If the chain-of-trust concept is a new one to healthcare administrators, it shouldn't be, says Harry Reynolds, vice president of information technology for Blue Cross Blue Shield of North Carolina, who also has corporate oversight for HIPAA compliance.
"Anybody not managing their chain-of-trust right now . . . probably has a problem already," he says. "All of us in this industry have to be very careful as we sign up partners, that they are equally committed to the business we're in as well as to the security and privacy of our customers' information."
Patients' rights to review records. Perhaps one of the most administratively difficult tasks under HIPAA's privacy rules will be granting patients the right to review and request changes to their medical records if errors have been made.
"What if 6,000 patients hit a health system with a request to amend?" Dahm says. "There is no way our healthcare industry is prepared for that."
On the provider side, administrators wonder how the medical record rule will play out.
"If you gave a patient a list of people who had access to their record, what are they going to do with it?" asks Rita Aikins, information security and privacy officer for the Oregon region of Seattle-based Providence Health System. "Are they going to understand why a medical records clerk was in looking at their record?"
Limits on clinician access to patient data. Another privacy rule sparking debate during the rulemaking process is known as the "minimum necessary" requirement.
Draft language for this rule says that people to whom personally identifiable health information can be disclosed should be "limited to the minimum necessary to accomplish the purpose for which the disclosure was made," says Linda Magno, managing director for policy development at the American Hospital Association.
The AHA is concerned about the consequences to care this rule would have, Magno says. If in the course of a consult, for example, one physician shares with another an entire patient file, that physician may have violated the rule for not disclosing only what is necessary.
Making such determinations could be a very difficult thing, Magno argues. "Does a consulting urologist need information about the mental health condition of a patient? The problem is that you don't know. Medicine is not such a cookbook."
The AHA believes that if the rule is completed, it will be exceedingly difficult to put into practice. "We're concerned that the secretary has gone too far and tried to prescribe a standard that can't be easily defined," Magno says. By forcing physicians to justify when and why they share information, she adds, the rule is "potentially creating health hazards rather than improving everyone's care."
Providers with HIPAA initiatives already in place agree that security standards will not be as difficult to implement and enforce as the contentious privacy regulations. "Some of the impact of the security standard we're not going to feel because we already have processes in place," Aikins says.
Those processes include granting access to particular files instead of to entire databases and maintaining access records showing who viewed a file and when, and how it was changed.
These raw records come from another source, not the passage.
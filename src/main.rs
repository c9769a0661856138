use std::fs::{self, File};
use std::io::{self, BufReader, BufWriter, Write};
use std::path::Path;

use clap::Parser;
use log::{info, warn};
use simplelog::{ColorChoice, Config, TermLogger, TerminalMode};

use bzenc::tools::cli::Args;
use bzenc::BzEncoder;

#[cfg(not(target_env = "msvc"))]
#[global_allocator]
static GLOBAL: tikv_jemallocator::Jemalloc = tikv_jemallocator::Jemalloc;

fn main() -> io::Result<()> {
    let args = Args::parse();
    TermLogger::init(
        args.log_level(),
        Config::default(),
        TerminalMode::Stderr,
        ColorChoice::Auto,
    )
    .unwrap_or_default();

    if args.files.is_empty() {
        compress_stdin(&args)
    } else {
        for file in &args.files {
            compress_file(file, &args)?;
        }
        Ok(())
    }
}

/// Standard input to standard output, one stream.
fn compress_stdin(args: &Args) -> io::Result<()> {
    let stdout = io::stdout();
    let mut encoder = BzEncoder::new(BufWriter::new(stdout.lock()), args.block_size_for(None))?
        .iterations(args.iterations)
        .work_factor(args.work_factor);
    io::copy(&mut io::stdin().lock(), &mut encoder)?;
    encoder.finish()?;
    encoder.into_inner().flush()
}

/// Compress one named file to `name.bz2` (or standard output with -c),
/// then remove the input unless told to keep it.
fn compress_file(path: &str, args: &Args) -> io::Result<()> {
    let metadata = fs::metadata(path)?;
    let block_size = args.block_size_for(Some(metadata.len()));
    let mut fin = BufReader::new(File::open(path)?);

    if args.stdout {
        let stdout = io::stdout();
        let mut encoder = BzEncoder::new(BufWriter::new(stdout.lock()), block_size)?
            .iterations(args.iterations)
            .work_factor(args.work_factor);
        io::copy(&mut fin, &mut encoder)?;
        encoder.finish()?;
        encoder.into_inner().flush()?;
        return Ok(());
    }

    let out_path = format!("{}.bz2", path);
    if Path::new(&out_path).exists() && !args.force {
        warn!("{} exists, skipping (use --force to overwrite)", out_path);
        return Ok(());
    }

    let mut encoder = BzEncoder::new(BufWriter::new(File::create(&out_path)?), block_size)?
        .iterations(args.iterations)
        .work_factor(args.work_factor);
    io::copy(&mut fin, &mut encoder)?;
    encoder.finish()?;
    info!(
        "{}: {} bytes in, {} blocks, block size {}00kB",
        path,
        encoder.total_in(),
        encoder.blocks(),
        block_size
    );
    encoder.into_inner().flush()?;

    if !args.keep {
        fs::remove_file(path)?;
    }
    Ok(())
}
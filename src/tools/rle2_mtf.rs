//! Move-to-front transform and zero-run encoding (RLE2) of the BWT output.
//!
//! The transform recodes each BWT byte as its rank in a recency list seeded
//! with the block's compacted alphabet, so locally repetitive data turns
//! into a stream dominated by small ranks. Runs of rank zero are not
//! emitted one by one: the run length is decomposed bijectively over the
//! two pseudo-symbols RUNA and RUNB, so a run of N zeros costs O(log N)
//! symbols. One end-of-block symbol closes the stream.

use log::trace;

use crate::compression::compress::Block;
use crate::tools::symbol_map::encode_sym_map;

pub const RUNA: u16 = 0;
pub const RUNB: u16 = 1;

/// Transform `block.bwt` into the MTF symbol stream. Fills `block.rle2`,
/// `block.freqs`, `block.eob` and `block.sym_map`. The alphabet is the set
/// of byte values actually present, densely remapped; the stream symbols
/// are RUNA/RUNB (0, 1), ranks shifted up by one (2..=n_in_use) and the
/// end-of-block symbol (n_in_use + 1).
pub fn rle2_mtf_encode(block: &mut Block) {
    // Find every byte value present and seed the recency list with the
    // compacted alphabet in ascending order.
    let mut in_use = [false; 256];
    for &byte in &block.bwt {
        in_use[byte as usize] = true;
    }
    let mut mtf_index = [0_u8; 256];
    let mut n_in_use = 0_usize;
    for (sym, &used) in in_use.iter().enumerate() {
        if used {
            mtf_index[n_in_use] = sym as u8;
            n_in_use += 1;
        }
    }

    let eob = n_in_use as u16 + 1;
    block.eob = eob;
    block.sym_map = encode_sym_map(&in_use);
    block.freqs = [0; crate::huffman_coding::MAX_ALPHA_SIZE];

    // Size for the worst case (no zero runs) plus the end-of-block symbol.
    block.rle2.clear();
    block.rle2.resize(block.bwt.len() + 1, 0);

    let mut zeros = 0_usize;
    let mut out_idx = 0_usize;

    for byte in &block.bwt {
        let mut idx = mtf_index[..n_in_use]
            .iter()
            .position(|c| c == byte)
            .expect("alphabet covers every block byte");
        if idx == 0 {
            zeros += 1;
            continue;
        }

        // A non-zero rank: flush any pending zero run first.
        flush_zeros(&mut block.rle2, &mut block.freqs, &mut out_idx, zeros);
        zeros = 0;

        block.freqs[idx + 1] += 1;
        block.rle2[out_idx] = idx as u16 + 1;
        out_idx += 1;

        // Move the byte to the front of the recency list. Shift in blocks
        // of four, then clean up the remainder.
        let front = mtf_index[idx];
        while idx > 3 {
            mtf_index[idx] = mtf_index[idx - 1];
            mtf_index[idx - 1] = mtf_index[idx - 2];
            mtf_index[idx - 2] = mtf_index[idx - 3];
            mtf_index[idx - 3] = mtf_index[idx - 4];
            idx -= 4;
        }
        while idx > 0 {
            mtf_index[idx] = mtf_index[idx - 1];
            idx -= 1;
        }
        mtf_index[0] = front;
    }

    // Trailing zeros, then the end-of-block symbol.
    flush_zeros(&mut block.rle2, &mut block.freqs, &mut out_idx, zeros);
    block.rle2[out_idx] = eob;
    block.freqs[eob as usize] += 1;
    out_idx += 1;

    block.rle2.truncate(out_idx);
    trace!(
        "mtf/rle2: {} bwt bytes -> {} symbols, {} in use",
        block.bwt.len(),
        block.rle2.len(),
        n_in_use
    );
}

/// Emit a pending run of `zeros` rank-zero symbols as RUNA/RUNB codes.
/// The decomposition writes bit b of (zeros in bijective base 2) as RUNA
/// for 1 and RUNB for 2.
fn flush_zeros(rle2: &mut [u16], freqs: &mut [u32], out_idx: &mut usize, zeros: usize) {
    if zeros == 0 {
        return;
    }
    let mut n = zeros - 1;
    loop {
        let sym = (n & 1) as u16; // RUNA or RUNB
        rle2[*out_idx] = sym;
        freqs[sym as usize] += 1;
        *out_idx += 1;
        if n < 2 {
            break;
        }
        n = (n - 2) >> 1;
    }
}
//! The bzip2 symbol presence maps.
//!
//! There are 256 possible byte values, seen as 16 ranges of 16. A leading
//! 16-bit word has one bit per range that contains at least one used value;
//! it is followed by one 16-bit word per used range marking the individual
//! values. Ranges with no symbols are skipped entirely.

const BIT_MASK: u16 = 0x8000;

/// Build the presence maps from the in-use table. Returns the index word
/// followed by one word per non-empty 16-value range.
pub fn encode_sym_map(in_use: &[bool; 256]) -> Vec<u16> {
    let mut maps: Vec<u16> = vec![0; 17];

    in_use.iter().enumerate().for_each(|(idx, &used)| {
        if used {
            // idx/16 selects the range, the low four bits the value in it
            maps[0] |= BIT_MASK >> (idx >> 4);
            maps[1 + (idx >> 4)] |= BIT_MASK >> (idx & 15);
        }
    });

    maps.retain(|&map| map > 0);
    maps
}

/// Recover the sorted list of used byte values from the maps. The inverse
/// of `encode_sym_map`; kept for tests and diagnostics.
#[cfg(test)]
pub fn decode_sym_map(symbol_map: &[u16]) -> Vec<u8> {
    let mut symbols: Vec<u8> = Vec::with_capacity(256);
    let mut map_idx = 0;

    for range in 0..16_u8 {
        if (symbol_map[0] & (BIT_MASK >> range)) > 0 {
            map_idx += 1;
            for byte_idx in 0..16_u8 {
                if (symbol_map[map_idx] & (BIT_MASK >> byte_idx)) > 0 {
                    symbols.push((range << 4) + byte_idx);
                }
            }
        }
    }
    symbols
}

#[cfg(test)]
mod test {
    use super::*;

    fn in_use_of(data: &[u8]) -> [bool; 256] {
        let mut in_use = [false; 256];
        for &b in data {
            in_use[b as usize] = true;
        }
        in_use
    }

    #[test]
    fn encode_symbol_map_test() {
        let maps = encode_sym_map(&in_use_of(b"Making a silly test."));
        assert_eq!(maps, vec![11008, 32770, 4, 17754, 6208]);
    }

    #[test]
    fn round_trip_symbol_map() {
        let data = b"Now is the time for all good men to come to the aid...";
        let mut expect = data.to_vec();
        expect.sort_unstable();
        expect.dedup();
        assert_eq!(decode_sym_map(&encode_sym_map(&in_use_of(data))), expect);
    }

    #[test]
    fn full_symbol_map() {
        let maps = encode_sym_map(&[true; 256]);
        assert_eq!(maps, vec![0xffff; 17]);
        assert_eq!(decode_sym_map(&maps), (0..=255).collect::<Vec<u8>>());
    }

    #[test]
    fn single_symbol_map() {
        // only byte 0x41 present: range 4 in the index, bit 1 in its word
        let mut in_use = [false; 256];
        in_use[0x41] = true;
        assert_eq!(encode_sym_map(&in_use), vec![0x0800, 0x4000]);
    }
}
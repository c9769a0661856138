use std::cmp::Ordering;
use std::io::{Error, Write};

use log::{debug, trace};

use super::huffman_code_from_weights::assign_code_lengths;
use super::{GROUP_COUNT, GROUP_SIZE, MAX_ALPHA_SIZE};
use crate::bitstream::bitwriter::BitWriter;
use crate::compression::compress::Block;

/// Cost charged to a symbol outside a table's seed partition, and inside
/// it. The gap is what steers each 50-symbol group towards the table that
/// was seeded with its kind of symbols.
const GREATER_ICOST: u32 = 15;
const LESSER_ICOST: u32 = 0;

/// Huffman-code the block's MTF/RLE2 stream and write the coded section:
/// symbol maps, table count, selectors, code length tables, payload.
///
/// Table refinement runs `iterations` passes (the format fixes nothing
/// here; four is the traditional default). Each pass assigns every
/// 50-symbol group its cheapest table, then rebuilds each table from the
/// frequencies of the groups that chose it.
pub fn huf_encode<W: Write>(
    bw: &mut BitWriter<W>,
    block: &mut Block,
    iterations: usize,
) -> Result<(), Error> {
    let alpha_size = block.eob as usize + 1;
    let vec_end = block.rle2.len();
    let table_count = table_count_for(vec_end);

    // The seed tables: length arrays that double as per-symbol cost
    // tables while we refine.
    let mut lengths = init_tables(&block.freqs, table_count, alpha_size);

    let selector_count = (vec_end + GROUP_SIZE - 1) / GROUP_SIZE;
    let mut selectors = vec![0_usize; selector_count];

    for iter in 0..iterations {
        let mut favorites = [0_usize; GROUP_COUNT];
        let mut total_cost = 0_u64;
        let mut rfreq = [[0_u32; MAX_ALPHA_SIZE]; GROUP_COUNT];

        for (i, chunk) in block.rle2.chunks(GROUP_SIZE).enumerate() {
            let mut cost = [0_u32; GROUP_COUNT];
            for &symbol in chunk {
                for (t, c) in cost.iter_mut().enumerate().take(table_count) {
                    *c += lengths[t][symbol as usize];
                }
            }

            // Lowest cost wins; ties go to the lowest-numbered table.
            let bt = (0..table_count).min_by_key(|&t| cost[t]).unwrap_or_default();
            total_cost += cost[bt] as u64;
            favorites[bt] += 1;

            for &symbol in chunk {
                rfreq[bt][symbol as usize] += 1;
            }
            if iter == iterations - 1 {
                selectors[i] = bt;
            }
        }

        debug!(
            " pass {}: cost {} bits, table uses {:?}",
            iter + 1,
            total_cost,
            &favorites[..table_count]
        );

        for t in 0..table_count {
            assign_code_lengths(&mut lengths[t], &rfreq[t], alpha_size);
        }
    }

    // Coded section header: symbol maps, then 3 bits of table count and
    // 15 bits of selector count.
    trace!("symbol maps at bit {}", bw.loc());
    for &word in &block.sym_map {
        bw.out16(word)?;
    }
    bw.write_bits(3, table_count as u32)?;
    bw.write_bits(15, selector_count as u32)?;

    // Selectors, move-to-front then unary (n ones and a terminating zero).
    trace!("{} selectors at bit {}", selector_count, bw.loc());
    let mut table_order: [usize; GROUP_COUNT] = [0, 1, 2, 3, 4, 5];
    for &selector in &selectors {
        let n = table_order
            .iter()
            .position(|&t| t == selector)
            .unwrap_or_default();
        let mut idx = n;
        while idx > 0 {
            table_order[idx] = table_order[idx - 1];
            idx -= 1;
        }
        table_order[0] = selector;
        bw.write_bits(n as u8 + 1, (1 << (n + 1)) - 2)?;
    }

    // Canonical codes: within a table, codes are assigned in ascending
    // (length, symbol) order, counting up and left-shifting on each
    // length change.
    let mut codes = vec![[0_u32; MAX_ALPHA_SIZE]; table_count];
    for (t, table_codes) in codes.iter_mut().enumerate() {
        let mut len_sym: Vec<(u32, u16)> = (0..alpha_size)
            .map(|s| (lengths[t][s], s as u16))
            .collect();
        len_sym.sort_unstable();

        let mut next_code: (u32, u32) = (len_sym[0].0, 0);
        for &(len, sym) in &len_sym {
            if len != next_code.0 {
                next_code.1 <<= len - next_code.0;
                next_code.0 = len;
            }
            table_codes[sym as usize] = next_code.1;
            next_code.1 += 1;
        }

        // The table's lengths, in symbol order: a 5-bit origin, then for
        // every symbol its delta as a string of 2-bit increments or
        // decrements closed by a zero bit.
        trace!("code lengths for table {} at bit {}", t, bw.loc());
        let mut origin = lengths[t][0];
        bw.write_bits(5, origin)?;
        for s in 0..alpha_size {
            let mut delta = lengths[t][s] as i32 - origin as i32;
            origin = lengths[t][s];
            loop {
                match delta.cmp(&0) {
                    Ordering::Greater => {
                        bw.write_bits(2, 0b10)?;
                        delta -= 1;
                    }
                    Ordering::Less => {
                        bw.write_bits(2, 0b11)?;
                        delta += 1;
                    }
                    Ordering::Equal => break,
                }
            }
            bw.write_bits(1, 0)?;
        }
    }

    // The payload: every group coded with its selected table.
    trace!("{} symbols of payload at bit {}", vec_end, bw.loc());
    for (g, chunk) in block.rle2.chunks(GROUP_SIZE).enumerate() {
        let t = selectors[g];
        for &symbol in chunk {
            bw.write_bits(
                lengths[t][symbol as usize] as u8,
                codes[t][symbol as usize],
            )?;
        }
    }
    Ok(())
}

/// Tables used, by symbol stream length.
pub fn table_count_for(stream_len: usize) -> usize {
    match stream_len {
        0..=199 => 2,
        200..=599 => 3,
        600..=1199 => 4,
        1200..=2399 => 5,
        _ => 6,
    }
}

/// Seed the coding tables by walking the cumulative frequency spectrum:
/// each table claims symbols until it holds roughly its share of the
/// total, marked cheap in that table and expensive everywhere else.
/// Alternate tables stop one symbol shy of their share so the low tables
/// are not starved.
fn init_tables(freqs: &[u32], table_count: usize, alpha_size: usize) -> Vec<[u32; MAX_ALPHA_SIZE]> {
    let mut lengths = vec![[GREATER_ICOST; MAX_ALPHA_SIZE]; table_count];
    let mut rem_f: i32 = freqs[..alpha_size].iter().sum::<u32>() as i32;

    let mut n_part = table_count as i32;
    let mut gs = 0_usize;
    while n_part > 0 {
        let t_freq = rem_f / n_part;
        let mut ge = gs as i32 - 1;
        let mut a_freq = 0_i32;
        while a_freq < t_freq && ge < alpha_size as i32 - 1 {
            ge += 1;
            a_freq += freqs[ge as usize] as i32;
        }

        if ge > gs as i32
            && n_part != table_count as i32
            && n_part != 1
            && (table_count as i32 - n_part) % 2 == 1
        {
            a_freq -= freqs[ge as usize] as i32;
            ge -= 1;
        }

        if ge >= gs as i32 {
            for s in gs..=ge as usize {
                lengths[n_part as usize - 1][s] = LESSER_ICOST;
            }
        }

        n_part -= 1;
        gs = (ge + 1) as usize;
        rem_f -= a_freq;
    }
    lengths
}
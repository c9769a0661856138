//! The block sorter: Burrows-Wheeler transform via a hybrid two-byte radix
//! bucket pass, three-way quicksort and shell-sort refinement, with a
//! deterministic randomise-and-retry escape hatch for inputs that defeat
//! the comparison sort.
pub mod block_sort;
pub mod main_gtu;
pub mod main_q_sort3;
pub mod main_simple_sort;
pub mod main_sort;
pub mod rand_table;
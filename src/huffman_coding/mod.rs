//! Multi-table Huffman coding of the MTF/RLE2 symbol stream.
//!
//! A block is coded with two to six Huffman tables, chosen by stream
//! length. The symbol stream is split into 50-symbol groups and each group
//! is assigned whichever table codes it cheapest; a few refinement passes
//! re-derive the tables from the groups that picked them. The per-group
//! table choices (selectors) ship in the block header, move-to-front and
//! unary coded, followed by every table's code lengths as 5-bit origin
//! plus bit-level deltas.

pub mod huffman;
pub mod huffman_code_from_weights;

/// Symbol space: 256 byte values plus RUNA/RUNB and the end-of-block
/// symbol, less the two values freed by the run coding.
pub const MAX_ALPHA_SIZE: usize = 258;

/// Symbols coded per selector.
pub const GROUP_SIZE: usize = 50;

/// Most coding tables a block may carry.
pub const GROUP_COUNT: usize = 6;

/// Longest admissible Huffman code.
pub const MAX_CODE_LEN: u32 = 20;
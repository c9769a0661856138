use std::io::{Error, Write};

use log::{debug, trace};

use crate::bitstream::bitwriter::BitWriter;
use crate::bwt::block_sort::block_sort;
use crate::compression::compress::Block;
use crate::huffman_coding::huffman::huf_encode;
use crate::tools::rle2_mtf::rle2_mtf_encode;

/// Compress one filled block onto the bitstream: block magic and CRC,
/// then the transform chain (block sort, MTF/RLE2, Huffman) with its
/// header fields interleaved where the format wants them.
///
/// The randomised flag and origin pointer sit between the CRC and the
/// symbol maps, so the sort has to run before those bits go out.
pub fn compress_block<W: Write>(
    bw: &mut BitWriter<W>,
    block: &mut Block,
    block_crc: u32,
    iterations: usize,
    work_factor: i32,
) -> Result<(), Error> {
    trace!("block {} header at bit {}", block.seq, bw.loc());
    bw.write_bits(24, 0x31_41_59)?;
    bw.write_bits(24, 0x26_53_59)?;
    bw.out32(block_crc)?;

    block_sort(block, work_factor);
    bw.write_bits(1, block.randomised as u32)?;
    bw.write_bits(24, block.orig_ptr)?;

    rle2_mtf_encode(block);
    huf_encode(bw, block, iterations)?;

    debug!(
        "block {}: {} bytes after run-length coding, {} MTF symbols, crc {:08x}",
        block.seq,
        block.data.len(),
        block.rle2.len(),
        block_crc
    );
    Ok(())
}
Reinforcing current norms. The security standards also require that system emergencies can be properly and promptly addressed. To play by the proposed rules, healthcare organizations will have to develop and implement a contingency plan for data backup and disaster recovery.
Many organizations are already up to speed on this, mostly because Y2K preparations included developing such policies.
"We are making sure that our asset inventory is up to date, and that's a carry-over from Y2K," Aikins says.
As federal law, HIPAA will pre-empt conflicting state laws. But that doesn't mean those to whom the law applies can ignore existing laws in their state.
"You can't go to sleep in terms of your state laws," Lutes says. "You still have to remain aware of the privacy laws in your state. HIPAA only creates a floor, not a ceiling."